Well alrighty AgileGSD. 
Guess you put me in my place since I know NOTHING about registering and breeding dogs. 
I talked to AKC by phone and was told what I replied, but who knew that the AKC rep didn't know what they were talking about either.


----------



## jetscarbie (Feb 29, 2008)

Emoore said:


> You can't because you don't have any documentation. The breeder could, although it would be highly unethical.


 
Thank you. I always wondered about that.

So if a breeder has two good dogs...example, Ben and Sally. Both have the go ahead health wise. Both are trained, etc..... But poor old Ben can't get Sally pregnant. So the breeder uses good old stand by dog...Fred. Fred doesn't have anything..no titles, no hip test, etc...... Couldn't the breeder breed them and still claim to AKC that Ben and Sally are the parents.......even though it's really Fred and Sally?

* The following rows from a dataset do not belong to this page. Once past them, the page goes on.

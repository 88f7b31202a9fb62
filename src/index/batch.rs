//! The in-memory posting store.
//!
//! Ingestion appends into a [`PostingBatch`] until its approximate memory
//! footprint crosses the configured budget; the batch is then sealed into an
//! immutable, term-sorted [`SealedBatch`] and handed to the index builder for
//! flushing. Sealing is the only path from this module to disk I/O.

use ahash::{AHashMap, AHashSet};
use rayon::prelude::*;

use crate::error::Result;
use crate::index::posting::PostingList;

/// Threshold above which the term sort at seal time goes parallel.
const PARALLEL_SORT_THRESHOLD: usize = 10_000;

/// A mutable in-memory mapping from term to posting list.
#[derive(Debug, Default, Clone)]
pub struct PostingBatch {
    terms: AHashMap<String, PostingList>,
    /// Approximate heap usage of `terms`, maintained incrementally.
    memory_bytes: usize,
    /// Distinct documents that contributed postings to this batch.
    doc_ids: AHashSet<u64>,
}

impl PostingBatch {
    /// Create a new empty batch.
    pub fn new() -> Self {
        PostingBatch::default()
    }

    /// Record an occurrence of `term` at `position` in `doc_id`.
    ///
    /// Documents may be added in any ID order. Re-adding a document that is
    /// still in the batch appends to its postings; callers replacing a
    /// document call [`Self::remove_document`] first.
    pub fn add(&mut self, term: &str, doc_id: u64, position: u32) -> Result<()> {
        let list = match self.terms.get_mut(term) {
            Some(list) => list,
            None => {
                self.memory_bytes += term.len() + std::mem::size_of::<PostingList>();
                self.terms.entry(term.to_string()).or_default()
            }
        };

        let before = list.memory_usage();
        list.add_occurrence(doc_id, position)?;
        self.memory_bytes += list.memory_usage() - before;

        self.doc_ids.insert(doc_id);
        Ok(())
    }

    /// Whether the batch holds postings for a document.
    pub fn contains_doc(&self, doc_id: u64) -> bool {
        self.doc_ids.contains(&doc_id)
    }

    /// Drop every posting of `doc_id`, so a newer version can replace them.
    ///
    /// Returns `false` if the document was not in the batch. Terms left with
    /// no postings are dropped entirely.
    pub fn remove_document(&mut self, doc_id: u64) -> bool {
        if !self.doc_ids.remove(&doc_id) {
            return false;
        }

        let memory_bytes = &mut self.memory_bytes;
        self.terms.retain(|term, list| {
            let before = list.memory_usage();
            if list.remove_doc(doc_id) {
                *memory_bytes -= before - list.memory_usage();
            }
            if list.is_empty() {
                *memory_bytes -= term.len() + std::mem::size_of::<PostingList>();
                return false;
            }
            true
        });
        true
    }

    /// Approximate memory footprint in bytes.
    pub fn memory_usage(&self) -> usize {
        self.memory_bytes
    }

    /// Number of distinct terms in the batch.
    pub fn term_count(&self) -> usize {
        self.terms.len()
    }

    /// Number of distinct documents in the batch.
    pub fn doc_count(&self) -> u64 {
        self.doc_ids.len() as u64
    }

    /// Whether the batch holds no postings.
    pub fn is_empty(&self) -> bool {
        self.terms.is_empty()
    }

    /// Look up the posting list for a term, cloned out of the batch.
    ///
    /// Queries read the live batch through this; the clone keeps the read
    /// cheap to reason about while the writer keeps appending.
    pub fn get(&self, term: &str) -> Option<PostingList> {
        self.terms.get(term).cloned()
    }

    /// Seal the batch: sort terms lexicographically and freeze the contents.
    pub fn seal(self) -> SealedBatch {
        let mut entries: Vec<(String, PostingList)> = self.terms.into_iter().collect();

        if entries.len() >= PARALLEL_SORT_THRESHOLD {
            entries.par_sort_unstable_by(|a, b| a.0.cmp(&b.0));
        } else {
            entries.sort_unstable_by(|a, b| a.0.cmp(&b.0));
        }

        SealedBatch {
            entries,
            doc_count: self.doc_ids.len() as u64,
        }
    }
}

/// An immutable, term-sorted batch ready to be flushed as a segment.
#[derive(Debug)]
pub struct SealedBatch {
    entries: Vec<(String, PostingList)>,
    doc_count: u64,
}

impl SealedBatch {
    /// The term/posting-list entries in lexicographic term order.
    pub fn entries(&self) -> &[(String, PostingList)] {
        &self.entries
    }

    /// Number of distinct documents in the batch.
    pub fn doc_count(&self) -> u64 {
        self.doc_count
    }

    /// Number of distinct terms in the batch.
    pub fn term_count(&self) -> usize {
        self.entries.len()
    }

    /// Whether the sealed batch holds no postings.
    pub fn is_empty(&self) -> bool {
        self.entries.is_empty()
    }
}

#[cfg(test)]
mod tests {
    use super::*;

    #[test]
    fn test_add_and_lookup() {
        let mut batch = PostingBatch::new();
        batch.add("ca", 1, 0).unwrap();
        batch.add("at", 1, 1).unwrap();
        batch.add("ca", 2, 0).unwrap();

        let list = batch.get("ca").unwrap();
        assert_eq!(list.doc_frequency(), 2);
        assert!(batch.get("zz").is_none());
        assert_eq!(batch.term_count(), 2);
        assert_eq!(batch.doc_count(), 2);
    }

    #[test]
    fn test_memory_accounting() {
        let mut batch = PostingBatch::new();
        assert_eq!(batch.memory_usage(), 0);

        batch.add("term", 1, 0).unwrap();
        let after_one = batch.memory_usage();
        assert!(after_one > 0);

        batch.add("term", 1, 1).unwrap();
        assert!(batch.memory_usage() > after_one);
    }

    #[test]
    fn test_seal_sorts_terms() {
        let mut batch = PostingBatch::new();
        batch.add("zebra", 1, 0).unwrap();
        batch.add("apple", 1, 1).unwrap();
        batch.add("mango", 1, 2).unwrap();

        let sealed = batch.seal();
        let terms: Vec<_> = sealed.entries().iter().map(|(t, _)| t.as_str()).collect();
        assert_eq!(terms, vec!["apple", "mango", "zebra"]);
        assert_eq!(sealed.doc_count(), 1);
    }

    #[test]
    fn test_out_of_order_doc_ids() {
        let mut batch = PostingBatch::new();
        batch.add("aa", 9, 0).unwrap();
        batch.add("aa", 2, 0).unwrap();

        let ids: Vec<u64> = batch
            .get("aa")
            .unwrap()
            .postings
            .iter()
            .map(|p| p.doc_id)
            .collect();
        assert_eq!(ids, vec![2, 9]);
        assert_eq!(batch.doc_count(), 2);
    }

    #[test]
    fn test_remove_document_drops_postings() {
        let mut batch = PostingBatch::new();
        batch.add("aa", 1, 0).unwrap();
        batch.add("bb", 1, 1).unwrap();
        batch.add("aa", 2, 0).unwrap();
        let before = batch.memory_usage();

        assert!(batch.remove_document(1));
        assert!(!batch.remove_document(1));
        assert!(!batch.contains_doc(1));
        assert!(batch.memory_usage() < before);

        assert_eq!(batch.get("aa").unwrap().doc_frequency(), 1);
        assert!(batch.get("bb").is_none()); // emptied terms are dropped
        assert_eq!(batch.doc_count(), 1);

        // The ID accepts fresh postings afterwards.
        batch.add("cc", 1, 0).unwrap();
        assert_eq!(batch.get("cc").unwrap().postings[0].doc_id, 1);
    }

    #[test]
    fn test_empty_batch() {
        let batch = PostingBatch::new();
        assert!(batch.is_empty());
        let sealed = batch.seal();
        assert!(sealed.is_empty());
        assert_eq!(sealed.doc_count(), 0);
    }
}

Documents are so easy to fake nowdays. I wonder what how often people/buyers get their pups registered using fake documents? That's why I've always been a little confused by people that post their dog's whole line.... Seems like a dishonest person could use that information. Maybe I'm just a paranoid person.:laugh:


----------



## Freestep (May 1, 2011)

jetscarbie said:


> Couldn't the breeder breed them and still claim to AKC that Ben and Sally are the parents.......even though it's really Fred and Sally?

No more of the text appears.